Arif Hasan, ST6 Anesthetics
University Hospital of North Staffordshire, New Castle Road, North Staffordshire ST4 6QG (UK); Phone: 07970982391; E-mail: firstname.lastname@example.org
We carried out an audit in our department, to look into the response times for labor epidural requests by trainees and obstetric anesthetists, i.e. consultants/middle grades. The standard was picked from the Royal College of Anaesthetists audit recipe which states that the response time of anesthetist for labor epidural requests should be within 30 minutes and one hour in exceptional circumstances.
We retrospectively reviewed 60 case notes over a period of one year, reviewing epidurals performed by trainees, middle grades and consultants. Most of the epidurals were performed by trainees followed by middle grades. There were case notes in which no documentation was found about the grade of anesthetist or any reason for delay. The average response time within 30 minutes was 64% as compared to 80% as required by the college. The common reasons for delay being anesthetist not available, patient not ready (not in established labor), blood products not ready etc. The most obvious problem appeared to be poor documentation and the most common reason of delay was due to the anesthetist being tied up in the operating room.

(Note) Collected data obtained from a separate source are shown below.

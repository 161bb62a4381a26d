use chrono::{DateTime, Utc};
use serde::{Deserialize, Serialize};

/// A gemstone listing as the backend returns it.
///
/// Field aliases absorb the backend's Mongo-style `_id` and the odd
/// camelCase/snake_case mix so the rest of the crate sees one shape.
#[derive(Debug, Clone, Serialize, Deserialize)]
pub struct Gem {
    #[serde(alias = "_id")]
    pub id: String,
    pub name: String,
    #[serde(default)]
    pub description: String,
    pub price: f64,
    #[serde(default)]
    pub discount: f64,
    #[serde(default, alias = "discountType")]
    pub discount_type: DiscountType,
    #[serde(default)]
    pub category: Vec<String>,
    #[serde(default, alias = "birthMonth")]
    pub birth_month: Option<String>,
    #[serde(default, alias = "zodiacSign")]
    pub zodiac_sign: Option<String>,
    #[serde(default)]
    pub stock: u32,
    #[serde(default, alias = "imageUrl")]
    pub image: Option<String>,
    #[serde(default, alias = "createdAt")]
    pub created_at: Option<DateTime<Utc>>,
}

#[derive(Debug, Clone, Copy, PartialEq, Eq, Default, Serialize, Deserialize)]
#[serde(rename_all = "lowercase")]
pub enum DiscountType {
    #[default]
    Percentage,
    Fixed,
}

/// One page of a gem listing.
#[derive(Debug, Clone, Default)]
pub struct GemPage {
    pub gems: Vec<Gem>,
    pub total: u64,
    pub page: u64,
    pub pages: u64,
}

/// Product detail, optionally with related products.
#[derive(Debug, Clone)]
pub struct GemDetail {
    pub gem: Gem,
    pub related: Vec<Gem>,
}

/// Query parameters for `GET /gems`.
#[derive(Debug, Clone, Default)]
pub struct GemQuery {
    pub page: Option<u64>,
    pub limit: Option<u64>,
    pub search: Option<String>,
    pub categories: Vec<String>,
    pub min_price: Option<f64>,
    pub max_price: Option<f64>,
    pub sort: Option<String>,
    pub birth_month: Option<String>,
}

impl GemQuery {
    pub fn to_query(&self) -> Vec<(String, String)> {
        let mut query = Vec::new();
        if let Some(page) = self.page {
            query.push(("page".to_string(), page.to_string()));
        }
        if let Some(limit) = self.limit {
            query.push(("limit".to_string(), limit.to_string()));
        }
        if let Some(ref search) = self.search {
            query.push(("search".to_string(), search.clone()));
        }
        if !self.categories.is_empty() {
            query.push(("category".to_string(), self.categories.join(",")));
        }
        if let Some(min) = self.min_price {
            query.push(("minPrice".to_string(), min.to_string()));
        }
        if let Some(max) = self.max_price {
            query.push(("maxPrice".to_string(), max.to_string()));
        }
        if let Some(ref sort) = self.sort {
            query.push(("sort".to_string(), sort.clone()));
        }
        if let Some(ref month) = self.birth_month {
            query.push(("birthMonth".to_string(), month.clone()));
        }
        query
    }
}

#[derive(Debug, Clone, Serialize, Deserialize)]
pub struct Order {
    #[serde(alias = "_id")]
    pub id: String,
    #[serde(default)]
    pub items: Vec<OrderLine>,
    #[serde(default, alias = "totalAmount")]
    pub total: f64,
    #[serde(default, alias = "paymentMethod")]
    pub payment_method: Option<String>,
    #[serde(default)]
    pub status: Option<String>,
    #[serde(default, alias = "createdAt")]
    pub created_at: Option<DateTime<Utc>>,
}

#[derive(Debug, Clone, Serialize, Deserialize)]
pub struct OrderLine {
    #[serde(alias = "productId", alias = "product")]
    pub product_id: String,
    #[serde(default)]
    pub name: String,
    pub price: f64,
    pub quantity: u32,
    #[serde(default)]
    pub image: Option<String>,
}

/// Shipping address collected at checkout. Serialized camelCase to match
/// the backend's field names.
#[derive(Debug, Clone, Default, Serialize, Deserialize)]
#[serde(rename_all = "camelCase")]
pub struct ShippingAddress {
    pub name: String,
    pub email: String,
    pub phone: String,
    pub address_line1: String,
    #[serde(default)]
    pub address_line2: String,
    pub city: String,
    pub state: String,
    pub pincode: String,
    #[serde(default)]
    pub country: String,
}

/// Wire payload for `POST /orders` and `POST /payments/create-order`.
/// Every monetary value in here is already rounded to two decimals.
#[derive(Debug, Clone, Serialize)]
#[serde(rename_all = "camelCase")]
pub struct OrderPayload {
    pub items: Vec<OrderLine>,
    pub shipping_address: ShippingAddress,
    pub payment_method: String,
    pub total: f64,
}

/// Fields accepted when creating or updating a gem listing.
#[derive(Debug, Clone, Default, Serialize)]
#[serde(rename_all = "camelCase")]
pub struct GemInput {
    pub name: String,
    pub description: String,
    pub price: f64,
    pub discount: f64,
    pub discount_type: DiscountType,
    pub category: Vec<String>,
    pub birth_month: Option<String>,
    pub zodiac_sign: Option<String>,
    pub stock: u32,
    pub image: Option<String>,
}

/// Result of `POST /orders`.
#[derive(Debug, Clone)]
pub struct OrderReceipt {
    pub success: bool,
    pub order_id: Option<String>,
    pub message: Option<String>,
}

/// Result of `POST /payments/create-order`: our order plus the gateway-side
/// reservation needed to open the payment widget.
#[derive(Debug, Clone)]
pub struct PaymentOrder {
    pub order_id: String,
    pub gateway: Option<GatewayOrder>,
    pub gateway_key: Option<String>,
    pub message: Option<String>,
}

#[derive(Debug, Clone, Deserialize)]
pub struct GatewayOrder {
    #[serde(alias = "_id")]
    pub id: String,
    /// Amount in minor units (paise, cents).
    pub amount: u64,
    pub currency: String,
}

/// Result of `POST /payments/verify-payment`.
#[derive(Debug, Clone)]
pub struct VerificationOutcome {
    pub success: bool,
    pub message: Option<String>,
}

#[derive(Debug, Clone, Serialize)]
#[serde(rename_all = "camelCase")]
pub struct VerifyPaymentRequest {
    pub gateway_order_id: String,
    pub payment_id: String,
    pub signature: String,
    pub order_id: String,
}

#[derive(Debug, Clone, Serialize, Deserialize)]
pub struct User {
    #[serde(alias = "_id")]
    pub id: String,
    pub name: String,
    pub email: String,
    #[serde(default)]
    pub role: Option<String>,
}

#[derive(Debug, Clone, Serialize, Deserialize)]
pub struct Review {
    #[serde(alias = "_id")]
    pub id: String,
    pub rating: u8,
    #[serde(default)]
    pub comment: String,
    #[serde(default, alias = "userName")]
    pub user_name: Option<String>,
    #[serde(default, alias = "createdAt")]
    pub created_at: Option<DateTime<Utc>>,
}

#[derive(Debug, Clone, Serialize, Deserialize)]
pub struct WishlistEntry {
    #[serde(alias = "_id")]
    pub id: String,
    #[serde(alias = "gem", alias = "gemId")]
    pub gem_id: serde_json::Value,
}

#[derive(Debug, Clone, Default, Deserialize)]
pub struct AdminStats {
    #[serde(default, alias = "totalBuyers")]
    pub buyers: u64,
    #[serde(default, alias = "totalSellers")]
    pub sellers: u64,
    #[serde(default, alias = "totalProducts")]
    pub products: u64,
    #[serde(default, alias = "totalOrders")]
    pub orders: u64,
    #[serde(default, alias = "totalRevenue")]
    pub revenue: f64,
}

We recommend that delivery suite staff must maintain accurate documentation and the patients in potential need of blood must be identified early before instituting a neuraxial blockade. This includes conditions like PIH, sepsis etc. Anesthetists should play a proactive role wherever possible and identify potential candidates for epidurals and try to intervene early to avoid unnecessary delays.
Reference: Audit recipe 2012, Royal College of Anaesthetists.